Whether you want to include the slightly updated (and possibly
improved) versions of @code{cc1}, @code{cc1plus}, and whatever other
binaries get rebuilt with the changes the GNU Fortran distribution
makes to the GNU back end, is up to you.
These changes are
highly unlikely to break any compilers, and it is possible
they'll fix back-end bugs that can be demonstrated using front
ends other than GNU Fortran's.

Please assure users that unless
they have a specific need for their existing,
older versions of @code{gcc} command,
they are unlikely to experience any problems by overwriting
it with your version---though they could certainly protect
themselves by making backup copies first!

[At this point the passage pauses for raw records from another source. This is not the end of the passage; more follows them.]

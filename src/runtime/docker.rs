use super::{ContainerRuntime, ExecOutput};
use crate::error::{GatewayError, GatewayResult};
use async_trait::async_trait;
use bollard::{
    container::{
        DownloadFromContainerOptions, InspectContainerOptions, LogOutput, LogsOptions,
        UploadToContainerOptions,
    },
    errors::Error as BollardError,
    exec::{CreateExecOptions, StartExecResults},
    Docker,
};
use bytes::Bytes;
use futures::StreamExt;
use tracing::{debug, error};

/// Container runtime backed by the local Docker engine.
#[derive(Clone)]
pub struct DockerRuntime {
    docker: Docker,
}

impl DockerRuntime {
    pub fn connect() -> GatewayResult<Self> {
        let docker = Docker::connect_with_local_defaults()
            .map_err(|e| GatewayError::transport("connect to docker", e))?;
        Ok(Self { docker })
    }
}

fn is_not_found(err: &BollardError) -> bool {
    matches!(
        err,
        BollardError::DockerResponseServerError {
            status_code: 404,
            ..
        }
    )
}

fn map_container_error(container: &str, operation: &str, err: BollardError) -> GatewayError {
    if is_not_found(&err) {
        GatewayError::ContainerNotFound {
            container: container.to_string(),
        }
    } else {
        error!("Docker {} failed for {}: {}", operation, container, err);
        GatewayError::transport(operation, err)
    }
}

#[async_trait]
impl ContainerRuntime for DockerRuntime {
    async fn exec(
        &self,
        container: &str,
        argv: &[String],
        workdir: &str,
    ) -> GatewayResult<ExecOutput> {
        let exec_config = CreateExecOptions {
            cmd: Some(argv.to_vec()),
            working_dir: Some(workdir.to_string()),
            attach_stdout: Some(true),
            attach_stderr: Some(true),
            ..Default::default()
        };

        let exec = self
            .docker
            .create_exec(container, exec_config)
            .await
            .map_err(|e| map_container_error(container, "create exec", e))?;

        let mut output = ExecOutput::default();

        if let StartExecResults::Attached { output: mut stream, .. } = self
            .docker
            .start_exec(&exec.id, None)
            .await
            .map_err(|e| map_container_error(container, "start exec", e))?
        {
            while let Some(msg) = stream.next().await {
                match msg.map_err(|e| GatewayError::transport("read exec output", e))? {
                    LogOutput::StdOut { message } => output.stdout.extend_from_slice(&message),
                    LogOutput::StdErr { message } => output.stderr.extend_from_slice(&message),
                    // Without a tty the engine only multiplexes stdout/stderr
                    LogOutput::Console { message } => output.stdout.extend_from_slice(&message),
                    LogOutput::StdIn { .. } => {}
                }
            }
        }

        let inspect = self
            .docker
            .inspect_exec(&exec.id)
            .await
            .map_err(|e| GatewayError::transport("inspect exec", e))?;
        output.exit_code = inspect.exit_code;

        debug!(
            "Exec {} finished with {:?} ({} bytes stdout, {} bytes stderr)",
            exec.id,
            output.exit_code,
            output.stdout.len(),
            output.stderr.len()
        );

        Ok(output)
    }

    async fn get_archive(&self, container: &str, path: &str) -> GatewayResult<Vec<u8>> {
        // Distinguish a missing container from a missing path
        self.status(container).await?;

        let options = DownloadFromContainerOptions { path };
        let mut stream = Box::pin(self.docker.download_from_container(container, Some(options)));
        let mut archive = Vec::new();

        while let Some(chunk) = stream.next().await {
            match chunk {
                Ok(bytes) => archive.extend_from_slice(&bytes),
                Err(e) if is_not_found(&e) => {
                    return Err(GatewayError::not_found(format!("File not found: {}", path)))
                }
                Err(e) => return Err(GatewayError::transport("download archive", e)),
            }
        }

        Ok(archive)
    }

    async fn put_archive(
        &self,
        container: &str,
        dir: &str,
        archive: Vec<u8>,
    ) -> GatewayResult<()> {
        let options = UploadToContainerOptions {
            path: dir,
            ..Default::default()
        };

        self.docker
            .upload_to_container(container, Some(options), Bytes::from(archive))
            .await
            .map_err(|e| map_container_error(container, "upload archive", e))
    }

    async fn logs(&self, container: &str, tail_lines: usize) -> GatewayResult<Vec<u8>> {
        let options = LogsOptions::<String> {
            stdout: true,
            stderr: true,
            tail: tail_lines.to_string(),
            ..Default::default()
        };

        let mut stream = Box::pin(self.docker.logs(container, Some(options)));
        let mut logs = Vec::new();

        while let Some(msg) = stream.next().await {
            let msg = msg.map_err(|e| map_container_error(container, "read logs", e))?;
            logs.extend_from_slice(&msg.into_bytes());
        }

        Ok(logs)
    }

    async fn status(&self, container: &str) -> GatewayResult<String> {
        let info = self
            .docker
            .inspect_container(container, None::<InspectContainerOptions>)
            .await
            .map_err(|e| map_container_error(container, "inspect container", e))?;

        Ok(info
            .state
            .and_then(|state| state.status)
            .map(|status| status.to_string())
            .unwrap_or_else(|| "unknown".to_string()))
    }
}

Otherwise, users might try and install your binaries
in a ``safe'' place, find they cannot compile Fortran
programs with your distribution (because, perhaps, they're
picking up their old version of the @code{gcc} command,
which does not recognize Fortran programs), and assume
that your binaries (or, more generally, GNU Fortran
distributions in general) are broken, at least for their
system.

Finally, @strong{please} ask for bug reports to go to you first, at least
until you're sure your distribution is widely used and has been
well tested.
This especially goes for those of you making any
changes to the @code{g77} sources to port @code{g77}, e.g. to OS/2.
@email{fortran@@gnu.ai.mit.edu} has received a fair number of bug
reports that turned out to be problems with other peoples' ports
and distributions, about which nothing could be done for the
user.
Once you are quite certain a bug report does not involve
your efforts, you can forward it to us.